• THE PROBLEM: Sort through the entries below and pull out lines containing the word "Option".

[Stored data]
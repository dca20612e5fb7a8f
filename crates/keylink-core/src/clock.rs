//! Time source injection.
//!
//! Expiry, heartbeats and rate limiting read time through [`Clock`] so tests
//! can move time by hand.

use std::sync::Mutex;

use chrono::{DateTime, Duration, Utc};

pub trait Clock: Send + Sync + 'static {
    fn now(&self) -> DateTime<Utc>;
}

/// Wall-clock time.
#[derive(Debug, Clone, Copy, Default)]
pub struct SystemClock;

impl Clock for SystemClock {
    fn now(&self) -> DateTime<Utc> {
        Utc::now()
    }
}

/// A clock that only moves when told to.
#[derive(Debug)]
pub struct ManualClock {
    now: Mutex<DateTime<Utc>>,
}

impl ManualClock {
    pub fn new(start: DateTime<Utc>) -> Self {
        Self {
            now: Mutex::new(start),
        }
    }

    pub fn advance(&self, by: Duration) {
        let mut now = self.now.lock().unwrap_or_else(|e| e.into_inner());
        *now += by;
    }

    pub fn advance_secs(&self, secs: i64) {
        self.advance(Duration::seconds(secs));
    }

    pub fn set(&self, at: DateTime<Utc>) {
        *self.now.lock().unwrap_or_else(|e| e.into_inner()) = at;
    }
}

impl Default for ManualClock {
    fn default() -> Self {
        Self::new(Utc::now())
    }
}

impl Clock for ManualClock {
    fn now(&self) -> DateTime<Utc> {
        *self.now.lock().unwrap_or_else(|e| e.into_inner())
    }
}

#[cfg(test)]
mod tests {
    use super::*;

    #[test]
    fn test_manual_clock_advances() {
        let start = Utc::now();
        let clock = ManualClock::new(start);
        assert_eq!(clock.now(), start);
        clock.advance_secs(61);
        assert_eq!(clock.now() - start, Duration::seconds(61));
    }
}
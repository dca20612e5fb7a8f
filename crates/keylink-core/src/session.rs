//! Relay-side pairing session record.
//!
//! `Created -> Claimed -> [SasPending] -> Approved -> Completed`, with
//! `Cancelled` and `Expired` reachable from every non-terminal state.
//! Expiry is lazy: every access first calls [`SessionRecord::refresh`], and an
//! expired session refuses all transitions.

use chrono::{DateTime, Duration, Utc};
use tracing::debug;

use keylink_crypto::utils::constant_time_eq_str;

use crate::errors::{CoreError, CoreResult, InputError};
use crate::types::{
    ClaimResponse, OutgoingMessage, PairingMessage, PollResponse, Role, SessionStatus,
};

/// Result of a claim attempt that matched this session's code.
#[derive(Debug, Clone, PartialEq, Eq)]
pub enum ClaimOutcome {
    Claimed(ClaimResponse),
    /// Same device, same key: a transport retry of an accepted claim.
    Repeated(ClaimResponse),
}

impl ClaimOutcome {
    pub fn into_response(self) -> ClaimResponse {
        match self {
            ClaimOutcome::Claimed(r) | ClaimOutcome::Repeated(r) => r,
        }
    }
}

#[derive(Debug, Clone)]
pub struct SessionRecord {
    pub id: String,
    code_hash: String,
    pub issuer_device_id: String,
    pub issuer_public_key: String,
    pub claimer_device_id: Option<String>,
    pub claimer_public_key: Option<String>,
    pub requires_verification: bool,
    status: SessionStatus,
    pub created_at: DateTime<Utc>,
    pub expires_at: DateTime<Utc>,
    messages: Vec<PairingMessage>,
    next_sequence: u64,
}

impl SessionRecord {
    pub fn new(
        id: String,
        code_hash: String,
        issuer_device_id: String,
        issuer_public_key: String,
        requires_verification: bool,
        now: DateTime<Utc>,
        ttl: Duration,
    ) -> Self {
        Self {
            id,
            code_hash,
            issuer_device_id,
            issuer_public_key,
            claimer_device_id: None,
            claimer_public_key: None,
            requires_verification,
            status: SessionStatus::Created,
            created_at: now,
            expires_at: now + ttl,
            messages: Vec::new(),
            next_sequence: 1,
        }
    }

    /// Status as of `now`, applying lazy expiry.
    pub fn refresh(&mut self, now: DateTime<Utc>) -> SessionStatus {
        if !self.status.is_terminal() && now >= self.expires_at {
            debug!(session_id = %self.id, from = ?self.status, "pairing session expired");
            self.status = SessionStatus::Expired;
            self.messages.clear();
        }
        self.status
    }

    pub fn status(&self) -> SessionStatus {
        self.status
    }

    pub fn matches_code(&self, code_hash: &str) -> bool {
        constant_time_eq_str(&self.code_hash, code_hash)
    }

    pub fn role_of(&self, device_id: &str) -> Option<Role> {
        if self.issuer_device_id == device_id {
            Some(Role::Issuer)
        } else if self.claimer_device_id.as_deref() == Some(device_id) {
            Some(Role::Claimer)
        } else {
            None
        }
    }

    fn peer_of(&self, role: Role) -> (Option<String>, Option<String>) {
        match role {
            Role::Issuer => (
                self.claimer_device_id.clone(),
                self.claimer_public_key.clone(),
            ),
            Role::Claimer => (
                Some(self.issuer_device_id.clone()),
                Some(self.issuer_public_key.clone()),
            ),
        }
    }

    fn require_role(&self, device_id: &str) -> CoreResult<Role> {
        self.role_of(device_id)
            .ok_or(CoreError::Input(InputError::NotParticipant))
    }

    /// Fail unless the session is live at `now`.
    fn ensure_live(&mut self, now: DateTime<Utc>) -> CoreResult<SessionStatus> {
        match self.refresh(now) {
            SessionStatus::Expired => Err(InputError::Expired.into()),
            s if s.is_terminal() => Err(CoreError::invalid_state(format!(
                "session is {s:?}"
            ))),
            s => Ok(s),
        }
    }

    fn claim_response(&self) -> ClaimResponse {
        ClaimResponse {
            session_id: self.id.clone(),
            issuer_device_id: self.issuer_device_id.clone(),
            issuer_public_key: self.issuer_public_key.clone(),
            requires_verification: self.requires_verification,
            expires_at: self.expires_at,
        }
    }

    /// Claim with an already-verified code hash.
    pub fn claim(
        &mut self,
        now: DateTime<Utc>,
        claimer_device_id: &str,
        claimer_public_key: &str,
    ) -> CoreResult<ClaimOutcome> {
        let status = self.ensure_live(now)?;

        if status != SessionStatus::Created {
            let same_device = self.claimer_device_id.as_deref() == Some(claimer_device_id);
            let same_key = self
                .claimer_public_key
                .as_deref()
                .is_some_and(|k| constant_time_eq_str(k, claimer_public_key));
            if same_device && same_key {
                return Ok(ClaimOutcome::Repeated(self.claim_response()));
            }
            return Err(InputError::AlreadyClaimed.into());
        }

        if claimer_device_id == self.issuer_device_id {
            return Err(CoreError::invalid_state("issuer cannot claim its own session"));
        }

        self.claimer_device_id = Some(claimer_device_id.to_string());
        self.claimer_public_key = Some(claimer_public_key.to_string());
        self.status = SessionStatus::Claimed;
        debug!(session_id = %self.id, claimer = %claimer_device_id, "session claimed");
        Ok(ClaimOutcome::Claimed(self.claim_response()))
    }

    /// Issuer signals the verification code is on screen.
    pub fn begin_verification(
        &mut self,
        now: DateTime<Utc>,
        caller: &str,
    ) -> CoreResult<SessionStatus> {
        let status = self.ensure_live(now)?;
        if self.require_role(caller)? != Role::Issuer {
            return Err(InputError::NotParticipant.into());
        }
        match status {
            SessionStatus::SasPending => Ok(status),
            SessionStatus::Claimed if self.requires_verification => {
                self.status = SessionStatus::SasPending;
                debug!(session_id = %self.id, "verification pending");
                Ok(self.status)
            }
            SessionStatus::Claimed => Err(CoreError::invalid_state(
                "verification is not required for this session",
            )),
            other => Err(CoreError::invalid_state(format!(
                "cannot begin verification from {other:?}"
            ))),
        }
    }

    pub fn approve(&mut self, now: DateTime<Utc>, caller: &str) -> CoreResult<SessionStatus> {
        let status = self.ensure_live(now)?;
        if self.require_role(caller)? != Role::Issuer {
            return Err(CoreError::Denied("only the issuer can approve".into()));
        }
        match status {
            SessionStatus::Approved => Ok(status),
            SessionStatus::SasPending => {
                self.status = SessionStatus::Approved;
                Ok(self.status)
            }
            SessionStatus::Claimed if !self.requires_verification => {
                self.status = SessionStatus::Approved;
                Ok(self.status)
            }
            SessionStatus::Claimed => Err(CoreError::invalid_state(
                "verification must be shown before approval",
            )),
            other => Err(CoreError::invalid_state(format!(
                "cannot approve from {other:?}"
            ))),
        }
    }

    /// Cancel from any non-terminal state. Cancelling a cancelled or expired
    /// session is a no-op that reports its final status.
    pub fn cancel(&mut self, now: DateTime<Utc>, caller: &str) -> CoreResult<SessionStatus> {
        self.require_role(caller)?;
        match self.refresh(now) {
            SessionStatus::Cancelled => Ok(SessionStatus::Cancelled),
            SessionStatus::Expired => Ok(SessionStatus::Expired),
            SessionStatus::Completed => {
                Err(CoreError::invalid_state("session already completed"))
            }
            _ => {
                self.status = SessionStatus::Cancelled;
                self.messages.clear();
                debug!(session_id = %self.id, by = %caller, "session cancelled");
                Ok(self.status)
            }
        }
    }

    /// Append a message between the two participants.
    pub fn append(
        &mut self,
        now: DateTime<Utc>,
        caller: &str,
        msg: OutgoingMessage,
    ) -> CoreResult<PairingMessage> {
        let status = self.ensure_live(now)?;
        let role = self.require_role(caller)?;
        if !matches!(status, SessionStatus::Claimed | SessionStatus::Approved) {
            return Err(CoreError::invalid_state(format!(
                "cannot send messages while {status:?}"
            )));
        }
        let (peer, _) = self.peer_of(role);
        if peer.as_deref() != Some(msg.to_device_id.as_str()) {
            return Err(InputError::NotParticipant.into());
        }

        if let Some(existing) = self.messages.iter().find(|m| m.id == msg.id) {
            if existing.from_device_id == caller {
                return Ok(existing.clone());
            }
            return Err(CoreError::invalid_state("duplicate message id"));
        }

        let message = PairingMessage {
            id: msg.id,
            sequence: self.next_sequence,
            from_device_id: caller.to_string(),
            to_device_id: msg.to_device_id,
            payload_type: msg.payload_type,
            payload: msg.payload,
            created_at: now,
        };
        self.next_sequence += 1;
        self.messages.push(message.clone());
        Ok(message)
    }

    /// Status, peer key and every message to `caller` after `cursor`.
    pub fn poll(
        &mut self,
        now: DateTime<Utc>,
        caller: &str,
        cursor: u64,
    ) -> CoreResult<PollResponse> {
        let status = self.refresh(now);
        let role = self.require_role(caller)?;
        let (peer_device_id, peer_public_key) = self.peer_of(role);
        let messages = self
            .messages
            .iter()
            .filter(|m| m.to_device_id == caller && m.sequence > cursor)
            .cloned()
            .collect();
        Ok(PollResponse {
            status,
            expires_at: self.expires_at,
            requires_verification: self.requires_verification,
            peer_device_id,
            peer_public_key,
            messages,
        })
    }

    /// Claimer confirms the key transfer. Completing twice is a no-op.
    pub fn complete(&mut self, now: DateTime<Utc>, caller: &str) -> CoreResult<SessionStatus> {
        if self.require_role(caller)? != Role::Claimer {
            return Err(CoreError::Denied("only the claimer can complete".into()));
        }
        if self.status == SessionStatus::Completed {
            return Ok(self.status);
        }
        match self.ensure_live(now)? {
            SessionStatus::Approved => {
                self.status = SessionStatus::Completed;
                debug!(session_id = %self.id, "session completed");
                Ok(self.status)
            }
            other => Err(CoreError::invalid_state(format!(
                "cannot complete from {other:?}"
            ))),
        }
    }
}
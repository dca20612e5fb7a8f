//! Test harness for keylink core.
//!
//! Shared fixtures for unit and integration tests: an account backed by a
//! [`MemoryRelay`] and a [`ManualClock`], a scripted two-device pairing, and
//! a relay decorator that injects faults.

use std::sync::atomic::{AtomicBool, Ordering};
use std::sync::Arc;

use tokio::sync::Mutex;

use async_trait::async_trait;

use keylink_crypto::encoding::{b64_decode, b64_encode};

use crate::client::KeylinkClient;
use crate::clock::ManualClock;
use crate::config::ClientConfig;
use crate::errors::{CoreError, CoreResult};
use crate::memory_relay::{AccountPolicy, MemoryRelay};
use crate::relay::Relay;
use crate::secret_store::MemorySecretStore;
use crate::types::{
    ClaimResponse, CreatedSession, Device, DeviceInfo, OutgoingMessage, PairingMessage,
    PairingPhase, PairingPolicy, PollResponse, SessionStatus, SyncStatus,
};

/// Client settings with short intervals for tests.
pub fn test_config() -> ClientConfig {
    ClientConfig {
        poll_interval_ms: 5,
        retry_base_ms: 5,
        retry_max_ms: 50,
        ..ClientConfig::default()
    }
}

pub fn device_info(name: &str) -> DeviceInfo {
    DeviceInfo {
        name: name.to_string(),
        platform: "test".to_string(),
        app_version: env!("CARGO_PKG_VERSION").to_string(),
        os_version: None,
    }
}

/// One account on an in-memory relay.
pub struct TestAccount {
    pub relay: Arc<MemoryRelay>,
    pub clock: Arc<ManualClock>,
}

impl TestAccount {
    pub fn new(policy: AccountPolicy) -> Self {
        let clock = Arc::new(ManualClock::default());
        let relay = Arc::new(MemoryRelay::new(policy, clock.clone()));
        Self { relay, clock }
    }

    /// Register a fresh device with its own secret store.
    pub async fn add_device(&self, name: &str) -> CoreResult<KeylinkClient> {
        self.add_device_via(name, self.relay.clone()).await
    }

    /// Register a device that reaches the relay through `relay`.
    pub async fn add_device_via(
        &self,
        name: &str,
        relay: Arc<dyn Relay>,
    ) -> CoreResult<KeylinkClient> {
        KeylinkClient::connect(
            relay,
            Arc::new(MemorySecretStore::new()),
            self.clock.clone(),
            test_config(),
            &device_info(name),
        )
        .await
    }

    /// Register a device and enable encryption from it.
    pub async fn owner(&self, name: &str) -> CoreResult<KeylinkClient> {
        let client = self.add_device(name).await?;
        client.enable_encryption().await?;
        Ok(client)
    }
}

/// Pair `claimer` with `issuer` by stepping both state machines.
///
/// Fails if the two sides disagree on the verification code. Returns the
/// key version the claimer received.
pub async fn run_pairing_flow(issuer: &KeylinkClient, claimer: &KeylinkClient) -> CoreResult<u32> {
    let (invite, mut issuer_session) = issuer.start_pairing_as_issuer().await?;
    let mut claimer_session = claimer.claim(invite.pairing_code.as_str()).await?;

    issuer_session.poll().await?;
    if issuer_session.verification_code() != claimer_session.verification_code() {
        issuer_session.cancel().await?;
        return Err(CoreError::Internal("verification codes differ".into()));
    }
    issuer_session.approve().await?;

    match claimer_session.poll().await? {
        PairingPhase::Completed => {}
        other => {
            return Err(CoreError::Internal(format!(
                "claimer ended in {other:?}"
            )))
        }
    }
    issuer_session.poll().await?;
    claimer_session
        .received_version()
        .ok_or_else(|| CoreError::Internal("no key version received".into()))
}

/// Relay decorator that injects faults. Starts with every fault off.
///
/// While tampering, one bit is flipped in every polled message payload.
/// A configured confirmation error is returned from `mark_trusted`
/// without reaching the inner relay.
pub struct FaultyRelay {
    inner: Arc<dyn Relay>,
    tampering: AtomicBool,
    confirm_error: Mutex<Option<CoreError>>,
}

impl FaultyRelay {
    pub fn new(inner: Arc<dyn Relay>) -> Self {
        Self {
            inner,
            tampering: AtomicBool::new(false),
            confirm_error: Mutex::new(None),
        }
    }

    pub fn set_tampering(&self, on: bool) {
        self.tampering.store(on, Ordering::SeqCst);
    }

    pub async fn set_confirm_error(&self, err: Option<CoreError>) {
        *self.confirm_error.lock().await = err;
    }
}

fn flip_bit(payload: &str) -> String {
    let Ok(mut bytes) = b64_decode(payload) else {
        return payload.to_string();
    };
    if let Some(last) = bytes.last_mut() {
        *last ^= 0x01;
    }
    b64_encode(&bytes)
}

#[async_trait]
impl Relay for FaultyRelay {
    async fn register_device(&self, device_id: &str, info: &DeviceInfo) -> CoreResult<Device> {
        self.inner.register_device(device_id, info).await
    }

    async fn get_device(&self, device_id: &str) -> CoreResult<Device> {
        self.inner.get_device(device_id).await
    }

    async fn list_devices(&self, caller: &str) -> CoreResult<Vec<Device>> {
        self.inner.list_devices(caller).await
    }

    async fn heartbeat(&self, device_id: &str) -> CoreResult<Device> {
        self.inner.heartbeat(device_id).await
    }

    async fn rename_device(&self, device_id: &str, name: &str) -> CoreResult<Device> {
        self.inner.rename_device(device_id, name).await
    }

    async fn revoke_device(&self, caller: &str, target: &str) -> CoreResult<Device> {
        self.inner.revoke_device(caller, target).await
    }

    async fn sync_status(&self) -> CoreResult<SyncStatus> {
        self.inner.sync_status().await
    }

    async fn enable_encryption(&self, caller: &str) -> CoreResult<SyncStatus> {
        self.inner.enable_encryption(caller).await
    }

    async fn reset_sync(&self, caller: &str) -> CoreResult<SyncStatus> {
        self.inner.reset_sync(caller).await
    }

    async fn set_pairing_policy(
        &self,
        caller: &str,
        policy: &PairingPolicy,
    ) -> CoreResult<SyncStatus> {
        self.inner.set_pairing_policy(caller, policy).await
    }

    async fn create_session(
        &self,
        caller: &str,
        code_hash: &str,
        issuer_public_key: &str,
    ) -> CoreResult<CreatedSession> {
        self.inner
            .create_session(caller, code_hash, issuer_public_key)
            .await
    }

    async fn claim_session(
        &self,
        caller: &str,
        code_hash: &str,
        claimer_public_key: &str,
    ) -> CoreResult<ClaimResponse> {
        self.inner
            .claim_session(caller, code_hash, claimer_public_key)
            .await
    }

    async fn begin_verification(&self, caller: &str, session_id: &str) -> CoreResult<SessionStatus> {
        self.inner.begin_verification(caller, session_id).await
    }

    async fn approve_session(&self, caller: &str, session_id: &str) -> CoreResult<SessionStatus> {
        self.inner.approve_session(caller, session_id).await
    }

    async fn cancel_session(&self, caller: &str, session_id: &str) -> CoreResult<SessionStatus> {
        self.inner.cancel_session(caller, session_id).await
    }

    async fn send_message(
        &self,
        caller: &str,
        session_id: &str,
        message: &OutgoingMessage,
    ) -> CoreResult<PairingMessage> {
        self.inner.send_message(caller, session_id, message).await
    }

    async fn poll_session(
        &self,
        caller: &str,
        session_id: &str,
        cursor: u64,
    ) -> CoreResult<PollResponse> {
        let mut resp = self.inner.poll_session(caller, session_id, cursor).await?;
        if self.tampering.load(Ordering::SeqCst) {
            for message in &mut resp.messages {
                message.payload = flip_bit(&message.payload);
            }
        }
        Ok(resp)
    }

    async fn mark_trusted(&self, caller: &str, session_id: &str, version: u32) -> CoreResult<Device> {
        if let Some(err) = self.confirm_error.lock().await.clone() {
            return Err(err);
        }
        self.inner.mark_trusted(caller, session_id, version).await
    }
}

• SOLVED EXERCISE:
    pub claimer_device_id: Option<String>,
    pub claimer_public_key: Option<String>,
    pub fn role_of(&self, device_id: &str) -> Option<Role> {
    fn peer_of(&self, role: Role) -> (Option<String>, Option<String>) {
    confirm_error: Mutex<Option<CoreError>>,
    pub async fn set_confirm_error(&self, err: Option<CoreError>) {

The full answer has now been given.